### Data

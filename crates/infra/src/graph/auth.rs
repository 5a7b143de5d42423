//! Client-credentials token exchange against the identity provider
//!
//! Every call to [`ClientCredentialsProvider::acquire`] performs a new
//! exchange; nothing is cached between calls.

use std::sync::Arc;

use async_trait::async_trait;
use docbridge_core::ports::TokenSource;
use docbridge_domain::{
    BearerCredential, ClientCredentials, DocStoreError, EndpointConfig, Result,
};
use reqwest::{Method, StatusCode};
use serde::Deserialize;
use tracing::{debug, info, instrument, warn};

use crate::errors::conversions::from_http;
use crate::http::HttpClient;

#[derive(Debug, Deserialize)]
struct TokenResponse {
    access_token: Option<String>,
    expires_in: Option<u64>,
}

#[derive(Debug, Deserialize)]
struct OAuthErrorBody {
    error: String,
    error_description: Option<String>,
}

/// [`TokenSource`] backed by the OAuth2 client-credentials grant
pub struct ClientCredentialsProvider {
    http: Arc<HttpClient>,
    credentials: ClientCredentials,
    token_url: String,
    scope: String,
}

impl ClientCredentialsProvider {
    /// Create a provider, failing fast if any credential is missing.
    ///
    /// # Errors
    /// `DocStoreError::Config` if tenant, client id or secret is blank.
    pub fn new(
        http: Arc<HttpClient>,
        credentials: ClientCredentials,
        endpoints: &EndpointConfig,
    ) -> Result<Self> {
        credentials.validate()?;
        Ok(Self::from_parts(http, credentials, endpoints))
    }

    /// Create a provider without validating; credentials are checked on every
    /// [`acquire`](TokenSource::acquire) instead.
    pub fn from_parts(
        http: Arc<HttpClient>,
        credentials: ClientCredentials,
        endpoints: &EndpointConfig,
    ) -> Self {
        let token_url = format!(
            "{}/{}/oauth2/v2.0/token",
            endpoints.login_base_url.trim_end_matches('/'),
            credentials.tenant_id.trim()
        );
        Self { http, credentials, token_url, scope: endpoints.scope.clone() }
    }

    pub fn token_url(&self) -> &str {
        &self.token_url
    }

    fn client_id_hint(&self) -> String {
        self.credentials.client_id.chars().take(5).collect()
    }
}

#[async_trait]
impl TokenSource for ClientCredentialsProvider {
    #[instrument(skip(self))]
    async fn acquire(&self) -> Result<BearerCredential> {
        self.credentials.validate()?;

        let client_id_hint = self.client_id_hint();
        debug!(client_id = %client_id_hint, "Requesting access token");

        let form = [
            ("grant_type", "client_credentials"),
            ("client_id", self.credentials.client_id.as_str()),
            ("client_secret", self.credentials.client_secret.as_str()),
            ("scope", self.scope.as_str()),
        ];
        let response =
            self.http.send(self.http.request(Method::POST, &self.token_url).form(&form)).await?;

        let status = response.status();
        let body = response.text().await.map_err(from_http)?;

        if !status.is_success() {
            let err = token_error(status, &body);
            warn!(client_id = %client_id_hint, %status, error = %err, "Token request failed");
            return Err(err);
        }

        let token: TokenResponse = serde_json::from_str(&body).map_err(|e| {
            DocStoreError::MalformedResponse(format!("invalid token response: {e}"))
        })?;
        let access_token = token.access_token.filter(|t| !t.is_empty()).ok_or_else(|| {
            DocStoreError::MalformedResponse("token response has no access_token".to_string())
        })?;

        info!(client_id = %client_id_hint, expires_in = ?token.expires_in, "Access token acquired");
        Ok(BearerCredential::new(access_token, token.expires_in))
    }
}

/// A well-formed OAuth error with a 4xx status is a rejection; server errors,
/// throttling and unparseable bodies may clear up on another attempt.
fn token_error(status: StatusCode, body: &str) -> DocStoreError {
    let parsed = serde_json::from_str::<OAuthErrorBody>(body).ok();
    match parsed {
        Some(oauth)
            if status.is_client_error() && status != StatusCode::TOO_MANY_REQUESTS =>
        {
            let message = match oauth.error_description {
                Some(description) => format!("{}: {}", oauth.error, description),
                None => oauth.error,
            };
            DocStoreError::auth_rejected(message)
        }
        _ => DocStoreError::auth_unavailable(format!(
            "token endpoint returned {status}: {body}"
        )),
    }
}

#[cfg(test)]
mod tests {
    use std::time::Duration;

    use docbridge_domain::AuthFailure;
    use wiremock::matchers::{body_string_contains, method, path};
    use wiremock::{Mock, MockServer, ResponseTemplate};

    use super::*;

    fn http() -> Arc<HttpClient> {
        Arc::new(
            HttpClient::builder()
                .base_backoff(Duration::from_millis(1))
                .max_attempts(2)
                .build()
                .unwrap(),
        )
    }

    fn endpoints(server: &MockServer) -> EndpointConfig {
        EndpointConfig { login_base_url: server.uri(), ..EndpointConfig::default() }
    }

    fn credentials() -> ClientCredentials {
        ClientCredentials::new("tenant-1", "client-abcdef", "s3cr3t")
    }

    #[test]
    fn missing_secret_fails_at_construction() {
        let result = ClientCredentialsProvider::new(
            http(),
            ClientCredentials::new("tenant-1", "client", " "),
            &EndpointConfig::default(),
        );
        assert!(matches!(result, Err(DocStoreError::Config(_))));
    }

    #[tokio::test]
    async fn unvalidated_provider_checks_on_acquire() {
        let server = MockServer::start().await;
        let provider = ClientCredentialsProvider::from_parts(
            http(),
            ClientCredentials::new("", "client", "secret"),
            &endpoints(&server),
        );

        let err = provider.acquire().await.unwrap_err();
        assert!(matches!(err, DocStoreError::Config(_)));
        assert!(server.received_requests().await.unwrap().is_empty());
    }

    #[tokio::test]
    async fn exchanges_client_credentials_for_token() {
        let server = MockServer::start().await;
        Mock::given(method("POST"))
            .and(path("/tenant-1/oauth2/v2.0/token"))
            .and(body_string_contains("grant_type=client_credentials"))
            .and(body_string_contains("client_id=client-abcdef"))
            .and(body_string_contains("scope=https%3A%2F%2Fgraph.microsoft.com%2F.default"))
            .respond_with(ResponseTemplate::new(200).set_body_json(serde_json::json!({
                "token_type": "Bearer",
                "expires_in": 3599,
                "access_token": "tok-1"
            })))
            .expect(1)
            .mount(&server)
            .await;

        let provider =
            ClientCredentialsProvider::new(http(), credentials(), &endpoints(&server)).unwrap();
        let credential = provider.acquire().await.unwrap();

        assert_eq!(credential.access_token(), "tok-1");
        assert_eq!(credential.expires_in(), Some(3599));
    }

    #[tokio::test]
    async fn oauth_error_with_client_status_is_rejected() {
        let server = MockServer::start().await;
        Mock::given(method("POST"))
            .respond_with(ResponseTemplate::new(401).set_body_json(serde_json::json!({
                "error": "invalid_client",
                "error_description": "AADSTS7000215: Invalid client secret provided."
            })))
            .mount(&server)
            .await;

        let provider =
            ClientCredentialsProvider::new(http(), credentials(), &endpoints(&server)).unwrap();

        match provider.acquire().await.unwrap_err() {
            DocStoreError::Auth { kind: AuthFailure::Rejected, message } => {
                assert!(message.starts_with("invalid_client"));
            }
            other => panic!("expected rejected auth, got {other:?}"),
        }
    }

    #[tokio::test]
    async fn server_error_is_transient() {
        let server = MockServer::start().await;
        Mock::given(method("POST"))
            .respond_with(ResponseTemplate::new(503).set_body_string("unavailable"))
            .expect(2)
            .mount(&server)
            .await;

        let provider =
            ClientCredentialsProvider::new(http(), credentials(), &endpoints(&server)).unwrap();
        let err = provider.acquire().await.unwrap_err();

        assert!(matches!(err, DocStoreError::Auth { kind: AuthFailure::Unavailable, .. }));
        assert!(err.classify().is_retryable());
    }

    #[tokio::test]
    async fn success_without_token_is_malformed() {
        let server = MockServer::start().await;
        Mock::given(method("POST"))
            .respond_with(
                ResponseTemplate::new(200).set_body_json(serde_json::json!({ "expires_in": 10 })),
            )
            .mount(&server)
            .await;

        let provider =
            ClientCredentialsProvider::new(http(), credentials(), &endpoints(&server)).unwrap();

        assert!(matches!(
            provider.acquire().await.unwrap_err(),
            DocStoreError::MalformedResponse(_)
        ));
    }

    #[test]
    fn token_url_uses_tenant() {
        let provider = ClientCredentialsProvider::from_parts(
            http(),
            credentials(),
            &EndpointConfig::default(),
        );
        assert_eq!(
            provider.token_url(),
            "https://login.microsoftonline.com/tenant-1/oauth2/v2.0/token"
        );
    }
}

######

Problem: Scan the material above for the string "TokenSource". Copy each line that holds it.

Result for this exercise:
use docbridge_core::ports::TokenSource;
/// [`TokenSource`] backed by the OAuth2 client-credentials grant
    /// [`acquire`](TokenSource::acquire) instead.
impl TokenSource for ClientCredentialsProvider {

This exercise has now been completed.